# Canadian Driver: Review of X-Trail



## Ynott (Sep 9, 2004)

:thumbup: 

http://www.canadiandriver.com/testdrives/05x-trail_le.htm

Test Drive:
2005 Nissan X-Trail LE AWD 
by Greg Wilson 

In Canada, compact SUV's are by far the most popular size of sport utility vehicle. According to Nissan's Director of Marketing, Ian Forsyth, small SUVs make up 44% of the Canadian SUV market. That's a much bigger percentage than in the United States where mid-size SUVs are more popular. 

Perhaps that's why, when Nissan introduced the X-Trail in Canada, they chose not to introduce it in the United States. The X-Trail is however available in other 
countries where small SUVs are appreciated: Japan, Europe, Mexico and Asian markets where it's been on sale since the year 2000. 

One good thing about a vehicle design that's been around for five years: Nissan must have all the bugs, if there were any, worked out by now. 

The X-Trail is similar in size and appearance to the Honda CR-V, and like the CR-V has a standard four-cylinder engine, and is not available with a six cylinder engine. 

The X-Trail's engine is big and powerful by four cylinder standards: 2.5 litres with 165 horsepower, which makes it one of the most powerful in its class.
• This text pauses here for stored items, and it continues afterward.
//! Surface lifecycle: start, frame loop, resize, pointer, teardown.
//!
//! Starting a [`Controller`] acquires three host resources: a resize
//! listener, a pointer listener and a scheduled frame. Stopping releases
//! exactly those three, and dropping a running controller stops it.

use dotfield_core::{FieldSettings, SurfaceSize, Theme};
use glam::Vec2;

use crate::canvas::Canvas;
use crate::state::FieldState;

/// Notifications a controller subscribes to.
#[derive(Debug, Clone, Copy, PartialEq, Eq, Hash)]
pub enum ListenerKind {
    Resize,
    PointerMove,
}

/// Registration returned by [`Host::listen`].
#[derive(Debug, Clone, Copy, PartialEq, Eq, Hash)]
pub struct ListenerId(pub u64);

/// A pending frame callback returned by [`Host::schedule_frame`].
#[derive(Debug, Clone, Copy, PartialEq, Eq, Hash)]
pub struct FrameHandle(pub u64);

/// The environment hosting the drawing surface.
pub trait Host {
    /// Current surface size, or `None` when there is nothing to draw on.
    fn surface_size(&mut self) -> Option<SurfaceSize>;

    fn listen(&mut self, kind: ListenerKind) -> ListenerId;

    fn unlisten(&mut self, id: ListenerId);

    /// Request one frame callback.
    fn schedule_frame(&mut self) -> FrameHandle;

    /// Cancel a frame callback that has not fired yet.
    fn cancel_frame(&mut self, handle: FrameHandle);
}

/// Controller lifecycle.
#[derive(Debug, Clone, Copy, Default, PartialEq, Eq)]
pub enum Lifecycle {
    #[default]
    Uninitialized,
    Running,
    Stopped,
}

#[derive(Debug, Clone, Copy, PartialEq, Eq)]
struct Resources {
    resize: ListenerId,
    pointer: ListenerId,
    frame: FrameHandle,
}

/// Drives a [`FieldState`] from host callbacks.
#[derive(Debug)]
pub struct Controller<H: Host> {
    host: H,
    settings: FieldSettings,
    lifecycle: Lifecycle,
    state: Option<FieldState>,
    resources: Option<Resources>,
}

impl<H: Host> Controller<H> {
    pub fn new(host: H, settings: FieldSettings) -> Self {
        Self {
            host,
            settings,
            lifecycle: Lifecycle::Uninitialized,
            state: None,
            resources: None,
        }
    }

    pub fn host(&self) -> &H {
        &self.host
    }

    pub fn host_mut(&mut self) -> &mut H {
        &mut self.host
    }

    pub fn lifecycle(&self) -> Lifecycle {
        self.lifecycle
    }

    pub fn settings(&self) -> &FieldSettings {
        &self.settings
    }

    /// Simulation state while running.
    pub fn state(&self) -> Option<&FieldState> {
        self.state.as_ref()
    }

    /// Build the grid, subscribe to the host and schedule the first frame.
    ///
    /// Returns `false` and registers nothing when the host has no surface.
    pub fn start(&mut self) -> bool {
        if self.lifecycle == Lifecycle::Running {
            return true;
        }

        let Some(surface) = self.host.surface_size() else {
            log::warn!("drawing surface unavailable; dot field disabled");
            self.lifecycle = Lifecycle::Stopped;
            return false;
        };

        let state = FieldState::new(self.settings, surface);
        log::info!(
            "dot field started: {}x{} grid on {}x{} surface",
            state.grid().cols(),
            state.grid().rows(),
            surface.width,
            surface.height
        );
        self.state = Some(state);

        let resize = self.host.listen(ListenerKind::Resize);
        let pointer = self.host.listen(ListenerKind::PointerMove);
        let frame = self.host.schedule_frame();
        self.resources = Some(Resources {
            resize,
            pointer,
            frame,
        });
        self.lifecycle = Lifecycle::Running;
        true
    }

    /// Run one update-and-render cycle if `handle` is the pending frame,
    /// then schedule the next one. Returns whether a frame was drawn.
    pub fn on_frame(&mut self, handle: FrameHandle, canvas: &mut impl Canvas, theme: Theme) -> bool {
        let (Some(resources), Some(state)) = (self.resources.as_mut(), self.state.as_mut()) else {
            return false;
        };
        if resources.frame != handle {
            log::trace!("ignoring stale frame {handle:?}");
            return false;
        }

        state.update();
        state.render(canvas, theme);
        resources.frame = self.host.schedule_frame();
        true
    }

    /// Rebuild the grid for the new surface size.
    pub fn on_resize(&mut self, surface: SurfaceSize) {
        if self.lifecycle != Lifecycle::Running {
            return;
        }
        if let Some(state) = self.state.as_mut() {
            state.resize(surface);
        }
    }

    /// Record a pointer position given in viewport coordinates.
    pub fn on_pointer_move(&mut self, viewport: Vec2, surface_origin: Vec2) {
        if self.lifecycle != Lifecycle::Running {
            return;
        }
        if let Some(state) = self.state.as_mut() {
            state.set_pointer(viewport - surface_origin);
        }
    }

    /// The pointer left the surface.
    pub fn on_pointer_leave(&mut self) {
        if let Some(state) = self.state.as_mut() {
            state.clear_pointer();
        }
    }

    /// Release every host resource acquired by [`Controller::start`].
    pub fn stop(&mut self) {
        if let Some(resources) = self.resources.take() {
            self.host.cancel_frame(resources.frame);
            self.host.unlisten(resources.resize);
            self.host.unlisten(resources.pointer);
            log::info!("dot field stopped");
        }
        self.state = None;
        if self.lifecycle == Lifecycle::Running {
            self.lifecycle = Lifecycle::Stopped;
        }
    }

    /// Stop, swap settings and start again with a fresh clock.
    pub fn restart(&mut self, settings: FieldSettings) -> bool {
        self.stop();
        self.settings = settings;
        self.start()
    }
}

impl<H: Host> Drop for Controller<H> {
    fn drop(&mut self) {
        self.stop();
    }
}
It's also reasonably fuel-efficient for an SUV, averaging about 9.5 L/100 km (30 mpg). 

X-Trails are offered in front-wheel drive and all-wheel drive versions in XE, SE and LE trim levels (LEs come with AWD only) ranging in price from $25,998 to $33,098. 
Click image to enlarge 
Unlike the body-on-frame Xterra, the X-Trail is not designed for serious off-road trekking - it's a unit body design with an automatic all-wheel-drive system that's quite competent on gravel and snow-covered roads, while providing the ride comfort and fuel economy of a family wagon. 

Like most small SUVs, the X-Trail is typically used as a daily commuter with the occasional foray into the off-pavement environment. 

Interior impressions 

Though its shape is kind of boxy, I like the X-Trail's upswept nose, tall headlights, tall 'greenhouse', and high-mounted taillights (a la CR-V). The functionality of its boxy shape is undeniable once you get inside - the cabin feels very spacious. 

The X-Trail has a low step-in height, and with its tall cabin and many windows, the driver has excellent visibility in all directions. A standard rear wiper with intermittent wipe setting and washer clears the rear window of frost, ice, snow, grime or what-have-you. Personally, I feel more secure driving a vehicle that has no 'blindspots'. 

The tall greenhouse also provides generous headroom for four adults, and only the narrow cabin width prevents it from being a true five-passenger vehicle. My only complaint is that the optional moonroof takes up one or two inches of headroom. The extra-large glass moonroof with a sliding sunshade is huge. With the sunshade open, both front and rear passengers benefit from the extra daylight. And surprisingly, with the glass roof open at freeway speeds, wind noise and buffeting is minimal. 

The X-Trail features two raised markers on top of the headlamp covers which can be seen from the driver's seat. These allow you to see the 'corners' of the vehicle when parking. At night, these markers are lit up by the headlights - a great idea! 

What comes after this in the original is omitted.